Best practices for serializing booleans

Best practices for serializing booleans

Title: Best practices for serializing booleans

Date modified: 2023-01-08

Part of TDWG Standard: Not part of any standard

Abstract: This document describes how the boolean concepts defined in the TDWG Boolean Controlled Vocabulary should be serialized in various data transfer formats.

Contributors: Steve Baskauf

Creator: TDWG Technical Architecture Group (TAG)

Bibliographic citation: Technical Architecture Group. 2023. Best practices for serializing booleans. Biodiversity Information Standards (TDWG). https://tdwg.github.io/tag/guides/boolean/

1 Introduction

Value terms in TDWG controlled vocabularies are typically modeled as SKOS Concepts.
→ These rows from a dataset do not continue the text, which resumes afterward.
//! CLI commands module.

mod identity;
mod maintenance;
mod util;

pub use identity::{DeleteCommand, ListCommand, ShowCommand};
pub use maintenance::{GroupsCommand, StatsCommand, VerifyCommand};

pub(crate) use util::*;
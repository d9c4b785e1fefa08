use thiserror::Error;

#[derive(Error, Debug)]
pub enum FaceDbError {
    #[error("facedb: name must not be empty")]
    EmptyName,

    #[error("facedb: dimension mismatch: expected {expected}, got {got}")]
    DimensionMismatch { expected: usize, got: usize },

    #[error("facedb: {field} out of range [0, 1]: {value}")]
    OutOfRange { field: &'static str, value: f32 },

    #[error("facedb: identity {0} not found")]
    NotFound(u64),

    #[error("facedb: storage error: {0}")]
    Storage(String),

    #[error("facedb: serialization error: {0}")]
    Serialization(String),
}

impl FaceDbError {
    /// Input was rejected before anything was written.
    pub fn is_validation(&self) -> bool {
        matches!(
            self,
            FaceDbError::EmptyName
                | FaceDbError::DimensionMismatch { .. }
                | FaceDbError::OutOfRange { .. }
        )
    }
}

impl From<visage_kv::KVError> for FaceDbError {
    fn from(e: visage_kv::KVError) -> Self {
        FaceDbError::Storage(e.to_string())
    }
}
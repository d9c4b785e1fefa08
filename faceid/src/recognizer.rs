use std::sync::Arc;

use serde_json::json;
use tracing::{debug, info, warn};
use visage_facedb::{DetectionStats, Enrolled, FaceDb, Location, Metadata, NewDetection};

use crate::config::Config;
use crate::enrollment::{Capture, EnrollEvent, EnrollState, Enrollment};
use crate::error::FaceIdError;
use crate::logger::DetectionLogger;
use crate::matcher::{Match, Matcher};
use crate::store::{EncodingStore, Snapshot};

/// One processed frame, as produced by the external face encoder.
#[derive(Debug, Clone, Default)]
pub struct Observation {
    /// `None` when no face was found in the frame.
    pub encoding: Option<Vec<f32>>,
    pub location: Option<Location>,
    pub frame_quality: Option<f32>,
    /// Encoded frame, kept as the reference image if this face is enrolled.
    pub image: Vec<u8>,
}

/// Outcome of [`Recognizer::observe`].
#[derive(Debug, Clone, PartialEq)]
pub enum Recognition {
    NoFace,
    Known {
        matched: Match,
        /// Whether the detection log was written.
        logged: bool,
    },
    Unknown {
        /// Consecutive unknown observations, this one included.
        streak: u32,
        /// Set once the streak reaches `prompt_after_unknown` and no
        /// enrollment is in progress.
        prompt_enrollment: bool,
    },
}

/// Per-observation pipeline: match, log, count unknowns, enroll.
///
/// Owns the encoding snapshot and the enrollment workflow; the database is
/// shared.
pub struct Recognizer {
    db: Arc<FaceDb>,
    store: EncodingStore,
    matcher: Matcher,
    logger: DetectionLogger,
    enrollment: Enrollment,
    prompt_after: u32,
    unknown_streak: u32,
    last_unknown: Option<Capture>,
}

impl Recognizer {
    /// Builds a recognizer over `db` and loads the first snapshot.
    pub fn new(db: Arc<FaceDb>, config: &Config) -> Result<Self, FaceIdError> {
        config.validate()?;
        if db.dim() != config.dim {
            return Err(FaceIdError::Config(format!(
                "database dim {} does not match config dim {}",
                db.dim(),
                config.dim
            )));
        }
        let store = EncodingStore::new(config.dim);
        store.refresh(&db)?;
        Ok(Self {
            db,
            store,
            matcher: Matcher::new(config.match_threshold),
            logger: DetectionLogger::new(),
            enrollment: Enrollment::new(config.reference_image_type.clone()),
            prompt_after: config.prompt_after_unknown.max(1),
            unknown_streak: 0,
            last_unknown: None,
        })
    }

    /// Opens the configured database and builds a recognizer over it.
    pub fn open(config: &Config) -> Result<Self, FaceIdError> {
        let db = Arc::new(config.open_db()?);
        Self::new(db, config)
    }

    pub fn db(&self) -> &Arc<FaceDb> {
        &self.db
    }

    pub fn matcher(&self) -> &Matcher {
        &self.matcher
    }

    pub fn logger(&self) -> &DetectionLogger {
        &self.logger
    }

    pub fn snapshot(&self) -> Arc<Snapshot> {
        self.store.snapshot()
    }

    pub fn unknown_streak(&self) -> u32 {
        self.unknown_streak
    }

    /// Reloads the snapshot from the database.
    pub fn refresh(&self) -> Result<usize, FaceIdError> {
        Ok(self.store.refresh(&self.db)?)
    }

    /// Processes one observation.
    ///
    /// Only an unmatched face can be enrolled afterwards; a match or an
    /// empty frame drops the pending capture.
    pub fn observe(&mut self, obs: Observation) -> Recognition {
        let Some(encoding) = obs.encoding else {
            self.last_unknown = None;
            return Recognition::NoFace;
        };

        let snapshot = self.store.snapshot();
        if let Some(matched) = self.matcher.best_match(&snapshot, Some(&encoding)) {
            self.unknown_streak = 0;
            self.last_unknown = None;
            let detection = NewDetection {
                confidence: matched.confidence.clamp(0.0, 1.0),
                frame_quality: obs.frame_quality,
                location: obs.location,
                environment: environment(obs.frame_quality, obs.location),
            };
            let logged = self.logger.log(&self.db, matched.identity_id, &detection);
            debug!(name = %matched.name, confidence = matched.confidence, "face recognized");
            return Recognition::Known { matched, logged };
        }

        self.unknown_streak = self.unknown_streak.saturating_add(1);
        self.last_unknown = Some(Capture {
            vector: encoding,
            quality: obs.frame_quality,
            image: obs.image,
        });
        let prompt_enrollment =
            self.unknown_streak >= self.prompt_after && self.enrollment.state() == EnrollState::Idle;
        if prompt_enrollment && self.unknown_streak == self.prompt_after {
            info!(streak = self.unknown_streak, "unknown face persists, enrollment suggested");
        }
        Recognition::Unknown {
            streak: self.unknown_streak,
            prompt_enrollment,
        }
    }

    pub fn enrollment_state(&self) -> EnrollState {
        self.enrollment.state()
    }

    pub fn enrollment(&self) -> &Enrollment {
        &self.enrollment
    }

    /// Declines the enrollment prompt: the unknown streak starts over.
    pub fn dismiss_prompt(&mut self) {
        if self.unknown_streak > 0 {
            debug!(streak = self.unknown_streak, "enrollment prompt dismissed");
        }
        self.unknown_streak = 0;
    }

    /// Starts enrolling the current unmatched observation.
    pub fn start_enrollment(&mut self) -> Result<(), FaceIdError> {
        let capture = self.last_unknown.clone().ok_or(FaceIdError::NoObservation)?;
        self.enrollment.handle(EnrollEvent::Start(capture), &self.db)?;
        Ok(())
    }

    /// Forwards an operator event to the enrollment workflow.
    ///
    /// `Start` carries its own capture; use [`Self::start_enrollment`] to
    /// enroll the last unmatched observation instead.
    ///
    /// After a commit the snapshot is refreshed, so the new identity matches
    /// from the next observation on. A failed refresh is logged and leaves
    /// the old snapshot in place; the enrollment itself is already durable.
    /// `Cancel` also dismisses the prompt.
    pub fn enrollment_event(&mut self, event: EnrollEvent) -> Result<Option<Enrolled>, FaceIdError> {
        if event == EnrollEvent::Cancel {
            self.dismiss_prompt();
        }
        let enrolled = self.enrollment.handle(event, &self.db)?;
        if let Some(e) = &enrolled {
            self.unknown_streak = 0;
            self.last_unknown = None;
            if let Err(err) = self.store.refresh(&self.db) {
                warn!(id = e.identity.id, error = %err, "snapshot refresh after enrollment failed");
            }
        }
        Ok(enrolled)
    }

    pub fn stats(&self, identity_id: u64) -> Result<DetectionStats, FaceIdError> {
        Ok(self.db.detection_stats(identity_id)?)
    }
}

fn environment(frame_quality: Option<f32>, location: Option<Location>) -> Metadata {
    let mut env = Metadata::new();
    if let Some(q) = frame_quality {
        env.insert("lighting".into(), json!(q));
    }
    if let Some(loc) = location {
        env.insert("face_size".into(), json!(loc.width * loc.height));
    }
    env
}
As such, they can be considered abstract concepts that are independent of any particular serialization.

The metadata of a TDWG controlled value term provides two standard ways to denote that concept: a term IRI, which serves as a globally unique identifier and a controlled value string, which indicates how the concept should be designated in text-based systems such as CSV files or database tables.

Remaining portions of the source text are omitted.